New communications technologies and mobile applications have unlocked new pathways for citizen scientists to engage in NOAA’s scientific research and monitoring.
Emerging capabilities such as artificial intelligence, cloud platforms and computing tools are enabling NOAA scientists to rapidly store, share, and analyze data.
These developments are part of a NOAA science and technology strategy for a future with the potential to greatly enhance the benefits of NOAA science – but only, its scientists caution, if they grow together. The ability to use uncrewed vehicles and sample processors to sort genetic information from a seawater sample is immensely promising – but according to Goodwin, it also presents new challenges to NOAA biologists, most of whom received their education before such tools
existed. “The transformational part of ‘omics – the part that gives you so much information on the cheap – is also the part we have to manage, which is the data dump,” she said. “We’re really talking about a new field of science, and we’re going to need partnerships and people to grow it. Utilizing these new supercool tools is going to require a lot of expertise and computing power.”
Dr. Alan Leonardi, director of NOAA’s Office of Ocean Exploration and Research, is excited about the potential of uncrewed systems to help reveal the undersea world – but he knows it will be more complicated than simply tossing robots into the ocean. Advances in engineering, he said, will have to be matched with advances in data and software capability: “If you’re going to have robots out there doing their thing, you’d better make them smart,” he said. “Artificial intelligence and machine learning are going to help us do that. If we can put our data in the cloud, rather than sit on a hard disk somewhere in a shore-based location, those tools can help a broad array of clients in the world – whether in the business, philanthropic, academic or government sectors – to quickly assess whether or not our data and information have value to them, so they can make decisions, improve a product, or in some cases make money.”
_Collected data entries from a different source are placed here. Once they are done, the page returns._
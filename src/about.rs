pub const COVSEQ_VERSION: &str = env!("CARGO_PKG_VERSION");
pub const COVSEQ_BUILD_N: &str = env!("COVSEQ_BUILD_N");

pub fn version_cli_text() -> String {
    format!(
        "covseq-pool {}\nBuild {}\nPCR sample pooling and liquid-handler worklists",
        COVSEQ_VERSION, COVSEQ_BUILD_N
    )
}

#[cfg(test)]
mod tests {
    use super::*;

    #[test]
    fn test_version_text() {
        let text = version_cli_text();
        assert!(text.starts_with("covseq-pool "));
        assert!(text.contains(COVSEQ_VERSION));
    }
}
Dr. Jamese Sims, a physical scientist who began her NOAA career more than 15 years ago, developing and improving predictive models for the National Weather Service, coordinated NOAA’s Artificial Intelligence Strategy, released in February of 2020. “We have a lot of synergy across all these strategies. We’re really changing the culture in the way that we manage our science and technology,” she said. “By making sure we’re taking the ‘One NOAA’ approach, and that line offices are constantly communicating about driving these strategies and implementing them. … We have a lot of synergy across all these strategies.”
“NOAA is a pioneer with a strong track record of applying the latest science and technology and these new strategies will allow us to dramatically expand these applications across our mission areas,” said Dr. Neil Jacobs, Ph.D., acting NOAA administrator. “These detailed strategies will enable us to achieve our priorities of reclaiming and maintaining global leadership in numerical weather prediction and sustainably expanding the American Blue Economy.”
Such an approach makes it impossible to view any of these six strategies in isolation. As NOAA scientists expand their use of uncrewed systems and partner with citizen scientists to collect more data – including more detailed and comprehensive data such as the molecular information revealed by ‘omics analyses – NOAA experts will assure that the growing data catalog will reach a wider audience, who will use new tools to do more with it.
Emerging technologies like AI, uncrewed systems, ‘omics, big data and cloud services hold incredible promise to solve difficult challenges, and through these strategies and initiatives, NOAA seeks to bring this potential to all Americans for their use and benefit.